British-based fitness coach Joe Wicks has joined forces with the NHS to release a dedicated exercise video for people with Parkinson’s disease.

The 20-minute video is available free online. It is hoped it will have a positive impact on those suffering from the progressive neurological condition, whose main symptoms include slow movement, stiffness, and tremors. It can also affect people’s walking, sleeping, and memory.

The online class – put together in conjunction with experts at St Thomas’ Hospital in London – comprises 10 different exercises, including a ‘sit to stand’ challenge, and aims to help people with Parkinson’s exercise at home.

Parkinson’s affects around 145,000 people in the UK and an estimated 8.5 million worldwide.

Disability and death due to Parkinson’s disease are increasing faster than for any other neurological disorder.

Research has shown that taking part in regular physical activity can positively impact patients’ symptoms, most notably gait, balance, grip strength, motor coordination, tremor, flexibility, and even thinking skills. It’s also been shown to help mentally, relieving the signs of depression, and patients have decreased their medication dosages.
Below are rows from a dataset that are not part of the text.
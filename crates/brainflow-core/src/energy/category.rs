//! Energy categories and confidence levels.

use serde::{Deserialize, Serialize};
use std::fmt;
use std::str::FromStr;

/// Mental-energy demand of a task.
#[derive(Debug, Clone, Copy, PartialEq, Eq, Hash, Serialize, Deserialize)]
#[serde(rename_all = "UPPERCASE")]
pub enum EnergyCategory {
    /// Complex thinking, creativity, problem-solving
    Deep,
    /// Focused execution of known work
    Steady,
    /// Light attention, minimal effort
    Low,
    /// Routine, can be done on autopilot
    None,
}

impl EnergyCategory {
    /// All categories in display order.
    pub const ALL: [EnergyCategory; 4] = [
        EnergyCategory::Deep,
        EnergyCategory::Steady,
        EnergyCategory::Low,
        EnergyCategory::None,
    ];

    /// Wire name, e.g. `"DEEP"`.
    pub fn as_str(&self) -> &'static str {
        match self {
            EnergyCategory::Deep => "DEEP",
            EnergyCategory::Steady => "STEADY",
            EnergyCategory::Low => "LOW",
            EnergyCategory::None => "NONE",
        }
    }

    /// Human-readable name.
    pub fn label(&self) -> &'static str {
        match self {
            EnergyCategory::Deep => "Deep Focus",
            EnergyCategory::Steady => "Steady Work",
            EnergyCategory::Low => "Low Energy",
            EnergyCategory::None => "No Brainer",
        }
    }

    /// Lead sentence of the classification explanation.
    pub fn description(&self) -> &'static str {
        match self {
            EnergyCategory::Deep => {
                "This task involves complex thinking, creativity, or problem-solving"
            }
            EnergyCategory::Steady => "This task requires focused, steady execution",
            EnergyCategory::Low => "This task needs light attention and minimal mental effort",
            EnergyCategory::None => "This task is routine and can be done on autopilot",
        }
    }
}

impl fmt::Display for EnergyCategory {
    fn fmt(&self, f: &mut fmt::Formatter<'_>) -> fmt::Result {
        f.write_str(self.as_str())
    }
}

/// Error returned when parsing an unknown category name.
#[derive(Debug, Clone, PartialEq, Eq)]
pub struct ParseCategoryError(pub String);

impl fmt::Display for ParseCategoryError {
    fn fmt(&self, f: &mut fmt::Formatter<'_>) -> fmt::Result {
        write!(
            f,
            "unknown energy category '{}' (expected DEEP, STEADY, LOW or NONE)",
            self.0
        )
    }
}

impl std::error::Error for ParseCategoryError {}

impl FromStr for EnergyCategory {
    type Err = ParseCategoryError;

    fn from_str(s: &str) -> Result<Self, Self::Err> {
        match s.trim().to_ascii_uppercase().as_str() {
            "DEEP" => Ok(EnergyCategory::Deep),
            "STEADY" => Ok(EnergyCategory::Steady),
            "LOW" => Ok(EnergyCategory::Low),
            "NONE" => Ok(EnergyCategory::None),
            _ => Err(ParseCategoryError(s.to_string())),
        }
    }
}

/// How sure the classifier is about its pick.
#[derive(Debug, Clone, Copy, PartialEq, Eq, Hash, Serialize, Deserialize)]
#[serde(rename_all = "lowercase")]
pub enum Confidence {
    High,
    Medium,
    Low,
}

impl Confidence {
    /// Confidence for the winning score.
    pub fn from_score(score: u32) -> Self {
        match score {
            0 => Confidence::Low,
            1..=2 => Confidence::Medium,
            _ => Confidence::High,
        }
    }

    pub fn as_str(&self) -> &'static str {
        match self {
            Confidence::High => "high",
            Confidence::Medium => "medium",
            Confidence::Low => "low",
        }
    }
}

impl fmt::Display for Confidence {
    fn fmt(&self, f: &mut fmt::Formatter<'_>) -> fmt::Result {
        f.write_str(self.as_str())
    }
}

#[cfg(test)]
mod tests {
    use super::*;

    #[test]
    fn parses_any_case() {
        assert_eq!("deep".parse::<EnergyCategory>(), Ok(EnergyCategory::Deep));
        assert_eq!(" Steady ".parse::<EnergyCategory>(), Ok(EnergyCategory::Steady));
        assert!("medium".parse::<EnergyCategory>().is_err());
    }

    #[test]
    fn serializes_wire_names() {
        assert_eq!(serde_json::to_string(&EnergyCategory::None).unwrap(), "\"NONE\"");
        assert_eq!(serde_json::to_string(&Confidence::Medium).unwrap(), "\"medium\"");
        let parsed: EnergyCategory = serde_json::from_str("\"LOW\"").unwrap();
        assert_eq!(parsed, EnergyCategory::Low);
    }

    #[test]
    fn confidence_thresholds() {
        assert_eq!(Confidence::from_score(0), Confidence::Low);
        assert_eq!(Confidence::from_score(1), Confidence::Medium);
        assert_eq!(Confidence::from_score(2), Confidence::Medium);
        assert_eq!(Confidence::from_score(3), Confidence::High);
    }
}
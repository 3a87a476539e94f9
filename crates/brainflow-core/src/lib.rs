//! # Brainflow Core Library
//!
//! This library provides the core logic for Brainflow, a brain dump capture
//! tool that feeds an energy-based task list. It follows a CLI-first
//! philosophy: every operation is available through the standalone
//! `brainflow` binary, and any richer front end is a thin layer over the
//! same two pure entry points.
//!
//! ## Architecture
//!
//! - **Extractor**: rule-based, offline splitting of freeform text (typed or
//!   transcribed) into discrete task fragments
//! - **Energy classifier**: deterministic keyword scoring into DEEP, STEADY,
//!   LOW or NONE with an explanation and a confidence level
//! - **Brain dump items**: fragments wrapped with ids, timestamps and manual
//!   overrides
//! - **Storage**: TOML configuration and a JSON inbox file
//!
//! Extraction and classification are pure functions of their input and can
//! be called from any thread without coordination.
//!
//! ## Key Components
//!
//! - [`extract_tasks`] / [`TaskExtractor`]: text to task fragments
//! - [`classify`] / [`EnergyClassifier`]: task fragment to energy category
//! - [`process_brain_dump`]: both, producing [`BrainDumpItem`]s
//! - [`Config`] and [`Inbox`]: on-disk state for the CLI

pub mod braindump;
pub mod energy;
pub mod error;
pub mod extract;
pub mod storage;

pub use braindump::{process_brain_dump, BrainDumpItem, BrainDumpSummary};
pub use energy::{
    classify, Classification, ClassificationDetail, ClassificationOutcome, Complexity, Confidence,
    EnergyCategory, EnergyClassifier, EnergyScores, TimeEstimate,
};
pub use error::{ClassificationError, ConfigError, CoreError, StorageError};
pub use extract::{extract_tasks, ExtractorConfig, TaskExtractor};
pub use storage::{Config, Inbox};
Wicks, who is known as The Body Coach and came to national acclaim in the UK for hosting daily online PE lessons for schoolchildren during the Covid-19 lockdowns, said: “I’m so passionate about making exercise accessible for all people, no matter their ability. Taking part in regular exercise has many benefits not just for your physical health, but also your mental health.

“It was great to come down to St Thomas’ Hospital to hear more about how exercise can help people with Parkinson’s manage their symptoms and to create this workout video tailored specifically for them.”

St Thomas’ Hospital hosts exercise classes for patients’ with Parkinson’s in six-weekly blocks. While visiting the hospital, Joe took part in one of the classes.

Milly Khan, a highly specialist neuro-physiotherapist at Guy’s and St Thomas’, said: “Physical activity is a really important component of treatment for Parkinson’s, and the condition shouldn’t be a barrier to being physically active.

“It’s important that physical activity sessions contain components of aerobic fitness, strength training, balance and core control, and stretching. You don’t have to challenge these systems all in one go, spread them out throughout the week.

Fitness coach Joe Wicks has teamed up with experts at St Thomas’ Hospital in London to create a dedicated workout video for people with Parkinson’s.

“We have tried to incorporate all these components in this video and recommend you complete them at your own pace. Physical activity doesn’t necessarily mean attending exercise classes several times a week, it also includes gardening and dancing.

“It’s important that you challenge your symptoms and you enjoy it.”

Carol Webb, from Eltham in south east London, was diagnosed with Parkinson’s in 2019 and has previously attended exercise classes at St Thomas’ Hospital.

Carol, 52, said: “Since being diagnosed with Parkinson’s, I’ve found taking part in regular exercise like yoga really helps to keep my joints flexible. If I sit still for too long, my joints can feel stiff so it’s good to keep moving.

“I found the exercise classes with Milly really helpful and, although tiring, it has given me the confidence to start a circuit training class locally – something I would not have thought possible previously.

“During lockdown, my youngest daughter and I took part in Joe’s online PE lessons in our garden, so it’s been exciting to take part in this video alongside him!”

Most people with Parkinson’s first develop the disease after the age of 60. But between 5% and 10% experience early onset forms of Parkinson’s before the age of 50. Early onset is often, but not always, inherited, and some forms have been linked to specific alterations in genes.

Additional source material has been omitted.